[Techtalk] interpreted vs. compiled languages

Akkana Peck akkana at shallowsky.com
Wed Jun 10 17:48:30 UTC 2009


Carla Schroder writes:
> And because the "why" must always come before the "how". I'm
> working up to some beginning howtos partly because I think it's
> needed, and partly to encourage more people to try a bit of coding.

There isn't enough inherent speed difference between compiled and
interpreted languages that it should affect the language(s) a
beginner chooses to learn.

In programming there's a concept called "premature optimization":
going out of your way to write highly optimized code before you
even know what parts of the program need to be optimized.
You can end up with convoluted code that's hard to read because it's
doing a lot of speed tricks, when in reality the program doesn't
spend much time in that part of the code at all and the part that
really needs to be speeded up is something you never suspected.

A beginner saying "I'm going to learn C because it's the fastest,
and if I write in Python or Javascript it'll be slow because
those are interpreted languages" -- that's premature optimization.
It might just turn out that for the program that beginner is
writing, there's little or no speed difference, and they might have
been able to learn to write code a lot sooner in a different language.

>  [ ... ] everyone who perpetrates whiny helplessness. Current fave
>  peeve: people who spread fear and loathing about the CLI. I'm
>  convinced it is an astroturf campaign; I'd rather believe that

I've always seen F&L about the commandline. Has there been more recently?

I guess it's partly just a matter of how to get started.
If you start an unfamiliar GUI program, you can start by exploring
the menus or hovering over toolbar buttons. If you start a shell --
how do you start? Maybe there need to be more and better howtos
leading people through basic commandline use. Or maybe there
already are plenty of howtos, and they just need to be easier for
people to find.

Actually, one thing I've thought about is making some sort of
interactive learning game that would teach shell use.
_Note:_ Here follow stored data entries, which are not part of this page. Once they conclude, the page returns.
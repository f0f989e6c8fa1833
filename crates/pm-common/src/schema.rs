//! Version stamp of the documents written under the data directory.
//!
//! `catalog/patterns.json`, `catalog/history.json`, and the JSON report all
//! carry `schema_version`. Readers accept any document with the same major
//! version: minor bumps only add optional fields, which serde defaults.

/// Version written into every persisted document and JSON report.
pub const SCHEMA_VERSION: &str = "1.0.0";

/// Major component of a `MAJOR.MINOR.PATCH` version, if it parses.
pub fn major(version: &str) -> Option<u32> {
    version.split('.').next()?.trim().parse().ok()
}

/// Whether a document stamped `version` can be read by this build.
///
/// Unparseable stamps are never compatible.
pub fn is_compatible(version: &str) -> bool {
    match (major(version), major(SCHEMA_VERSION)) {
        (Some(found), Some(current)) => found == current,
        _ => false,
    }
}

#[cfg(test)]
mod tests {
    use super::*;

    #[test]
    fn catalog_written_by_a_later_minor_release_is_readable() {
        assert!(is_compatible(SCHEMA_VERSION));
        assert!(is_compatible("1.3.0"));
        assert!(is_compatible("1"));
    }

    #[test]
    fn catalog_from_another_major_is_rejected() {
        assert!(!is_compatible("0.9.0"));
        assert!(!is_compatible("2.0.0"));
    }

    #[test]
    fn malformed_stamp_is_rejected() {
        assert_eq!(major("v1.0.0"), None);
        assert!(!is_compatible(""));
        assert!(!is_compatible("garbage"));
        assert!(!is_compatible("v1.0.0"));
    }
}
fn print_analysis_text(result: &AnalysisResult) {
    println!("# Analysis: {}", result.work_unit_id);
    println!();
    println!("  Issues found: {}", result.issues_found.len());
    for issue in &result.issues_found {
        println!("    - [{}] {}", issue.kind, issue.description);
    }
    println!("  Patterns matched: {}", result.patterns_matched.len());
    for update in &result.patterns_updated {
        println!(
            "    - {} (now {} occurrences)",
            update.pattern_id, update.new_occurrence_count
        );
    }
    println!("  Patterns created: {}", result.patterns_created.len());
    for pattern in &result.patterns_created {
        println!("    - {}", pattern_line(pattern));
    }
    if !result.prevention_opportunities.is_empty() {
        println!("  Prevention opportunities:");
        for opp in &result.prevention_opportunities {
            println!(
                "    - {} ({} issues, {} priority): {}",
                opp.category, opp.issue_count, opp.priority, opp.suggestion
            );
        }
    }
}

fn pattern_line(p: &IssuePattern) -> String {
    format!(
        "{} [{}/{}] x{} {} {}: {}",
        p.pattern_id,
        p.category,
        p.severity,
        p.occurrence_count,
        p.status,
        p.trend,
        p.issue_summary
    )
}

fn open_catalog(cli: &Cli) -> Result<FileCatalog, Error> {
    Ok(FileCatalog::in_data_dir(&data_dir(cli)?))
}

fn run_patterns_list(
    cli: &Cli,
    all: bool,
    category: Option<Category>,
) -> Result<ExitCode, Error> {
    let catalog = open_catalog(cli)?;
    let mut patterns = if all {
        catalog.list_all()?
    } else {
        catalog.list_active()?
    };
    if let Some(category) = category {
        patterns.retain(|p| p.category == category);
    }

    match cli.format {
        OutputFormat::Json => {
            let mut out = envelope("patterns list", "patterns", &patterns)?;
            out["count"] = json!(patterns.len());
            print_json(&out)?;
        }
        OutputFormat::Text => {
            println!("# Patterns ({} total)", patterns.len());
            println!();
            for p in &patterns {
                println!("  {}", pattern_line(p));
            }
        }
    }
    Ok(ExitCode::Clean)
}

fn run_patterns_show(cli: &Cli, pattern_id: PatternId) -> Result<ExitCode, Error> {
    let catalog = open_catalog(cli)?;
    let pattern = catalog.get(pattern_id)?.ok_or_else(|| Error::PatternNotFound {
        pattern_id: pattern_id.to_string(),
    })?;
    let links = catalog.links_for(pattern_id)?;

    match cli.format {
        OutputFormat::Json => {
            let mut out = envelope("patterns show", "pattern", &pattern)?;
            out["links"] = serde_json::to_value(&links)?;
            print_json(&out)?;
        }
        OutputFormat::Text => {
            println!("# Pattern: {}", pattern.pattern_id);
            println!();
            println!("  Summary: {}", pattern.issue_summary);
            println!("  Category: {}", pattern.category);
            println!("  Severity: {}", pattern.severity);
            println!("  Occurrences: {}", pattern.occurrence_count);
            println!("  Status: {} ({})", pattern.status, pattern.trend);
            println!(
                "  Seen: {} .. {}",
                pattern.first_seen_work_unit_id, pattern.last_seen_work_unit_id
            );
            for solution in &pattern.proven_solutions {
                println!("  Solution: {}", solution);
            }
            println!("  Links: {}", links.len());
            for link in &links {
                println!(
                    "    - {} {}#{} ({:?})",
                    link.work_unit_id, link.source, link.candidate_index, link.link
                );
            }
        }
    }
    Ok(ExitCode::Clean)
}

fn run_surface(cli: &Cli, limit: Option<usize>) -> Result<ExitCode, Error> {
    let mut config = load_config(cli)?.config.surfacing;
    if let Some(limit) = limit {
        config.limit = limit;
    }
    let patterns = open_catalog(cli)?.list_active()?;
    let surfaced = surface_patterns(&patterns, Utc::now(), &config);

    match cli.format {
        OutputFormat::Json => print_json(&envelope("surface", "surfaced", &surfaced)?)?,
        OutputFormat::Text => {
            println!(
                "# Surfaced patterns ({} shown, {} filtered)",
                surfaced.patterns.len(),
                surfaced.filtered.total_filtered()
            );
            println!();
            for s in &surfaced.patterns {
                println!(
                    "  {} confidence={} {} {}",
                    s.pattern.pattern_id, s.confidence, s.recency, s.pattern.issue_summary
                );
            }
        }
    }
    Ok(ExitCode::Clean)
}

fn run_related(cli: &Cli, text: &str, threshold: Option<f64>) -> Result<ExitCode, Error> {
    let threshold =
        threshold.unwrap_or(load_config(cli)?.config.matching.similarity_threshold);
    let patterns = open_catalog(cli)?.list_active()?;
    let related = related_patterns(text, &patterns, threshold);

    match cli.format {
        OutputFormat::Json => {
            let mut out = envelope("related", "related", &related)?;
            out["threshold"] = json!(threshold);
            print_json(&out)?;
        }
        OutputFormat::Text => {
            println!("# Related patterns ({} found)", related.len());
            for r in &related {
                println!("  {:.3} {}", r.similarity, pattern_line(&r.pattern));
            }
        }
    }
    Ok(ExitCode::Clean)
}

fn run_dedup(cli: &Cli, dry_run: bool) -> Result<ExitCode, Error> {
    let catalog = open_catalog(cli)?;
    let report = consolidate_duplicates(&catalog, dry_run)?;

    match cli.format {
        OutputFormat::Json => print_json(&envelope("maintain dedup", "report", &report)?)?,
        OutputFormat::Text => {
            println!(
                "# Dedup: {} groups merged, {} patterns obsoleted{}",
                report.groups_merged,
                report.patterns_obsoleted,
                if dry_run { " (dry run)" } else { "" }
            );
            for group in &report.groups {
                let ids: Vec<String> = group.obsoleted.iter().map(|id| id.to_string()).collect();
                println!(
                    "  {} <- {} (x{}, {})",
                    group.canonical,
                    ids.join(", "),
                    group.occurrence_count,
                    group.severity
                );
            }
        }
    }
    Ok(ExitCode::Clean)
}

fn run_audit(cli: &Cli) -> Result<ExitCode, Error> {
    let patterns = open_catalog(cli)?.list_all()?;
    let report = audit(&patterns);

    match cli.format {
        OutputFormat::Json => print_json(&envelope("maintain audit", "audit", &report)?)?,
        OutputFormat::Text => {
            println!(
                "# Audit: {} patterns ({} active, {} obsolete)",
                report.total, report.active, report.obsolete
            );
            for (category, count) in &report.by_category {
                println!("  {category}: {count}");
            }
            if !report.missing_solutions.is_empty() {
                let ids: Vec<String> = report
                    .missing_solutions
                    .iter()
                    .map(|id| id.to_string())
                    .collect();
                println!("  Missing proven solutions: {}", ids.join(", "));
            }
        }
    }
    Ok(ExitCode::Clean)
}

fn run_config_show(cli: &Cli) -> Result<ExitCode, Error> {
    let resolved = load_config(cli)?;
    let snapshot = ConfigSnapshot::from_resolved(&resolved);

    match cli.format {
        OutputFormat::Json => print_json(&envelope("config show", "snapshot", &snapshot)?)?,
        OutputFormat::Text => {
            let source = snapshot
                .source
                .path()
                .map(Path::display)
                .map(|d| d.to_string())
                .unwrap_or_else(|| "built-in defaults".to_string());
            println!("# Config ({})", snapshot.short_hash());
            println!("  Source: {source}");
            println!("{}", serde_json::to_string_pretty(&snapshot.config)?);
        }
    }
    Ok(ExitCode::Clean)
}

fn run_config_validate(cli: &Cli) -> Result<ExitCode, Error> {
    let resolved = load_config(cli)?;
    let result = validate_config(&resolved.config);
    match cli.format {
        OutputFormat::Json => {
            let mut out = envelope("config validate", "valid", result.is_ok())?;
            out["source"] = serde_json::to_value(&resolved.source)?;
            print_json(&out)?;
        }
        OutputFormat::Text => println!("config OK"),
    }
    Ok(ExitCode::Clean)
}

fn run_config_schema(_cli: &Cli) -> Result<ExitCode, Error> {
    print_json(&config_json_schema())?;
    Ok(ExitCode::Clean)
}

#[cfg(test)]
mod tests {
    use super::*;

    #[test]
    fn cli_definition_is_consistent() {
        Cli::command().debug_assert();
    }

    #[test]
    fn parses_global_flags_after_subcommand() {
        let cli = Cli::try_parse_from([
            "pm-core",
            "patterns",
            "list",
            "--category",
            "database",
            "--format",
            "text",
        ])
        .unwrap();
        assert_eq!(cli.format, OutputFormat::Text);
        match cli.command {
            Commands::Patterns(PatternsArgs {
                command: PatternsCommands::List { all, category },
            }) => {
                assert!(!all);
                assert_eq!(category, Some(Category::Database));
            }
            other => panic!("unexpected command: {other:?}"),
        }
    }

    #[test]
    fn rejects_malformed_pattern_id() {
        assert!(Cli::try_parse_from(["pm-core", "patterns", "show", "PAT-x"]).is_err());
        assert!(Cli::try_parse_from(["pm-core", "patterns", "show", "PAT-007"]).is_ok());
    }

    #[test]
    fn invalid_config_maps_to_config_code() {
        let err = config_error(ConfigError::DataDirUnavailable);
        assert_eq!(err.code(), 10);
        assert_eq!(ExitCode::for_error(&err), ExitCode::ConfigError);
    }
}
Anybody
use the old Palms, that had a game called "Giraffe" that was great
for teaching you how to use Grafiti (their handwriting recognition
system)?  Or the built-in tutorials in emacs or vim, where you're
using the editor in order to go through the tutorial.  Something
like that, some little game that would lead you along teaching you
the important shell commands and how to navigate the filesystem.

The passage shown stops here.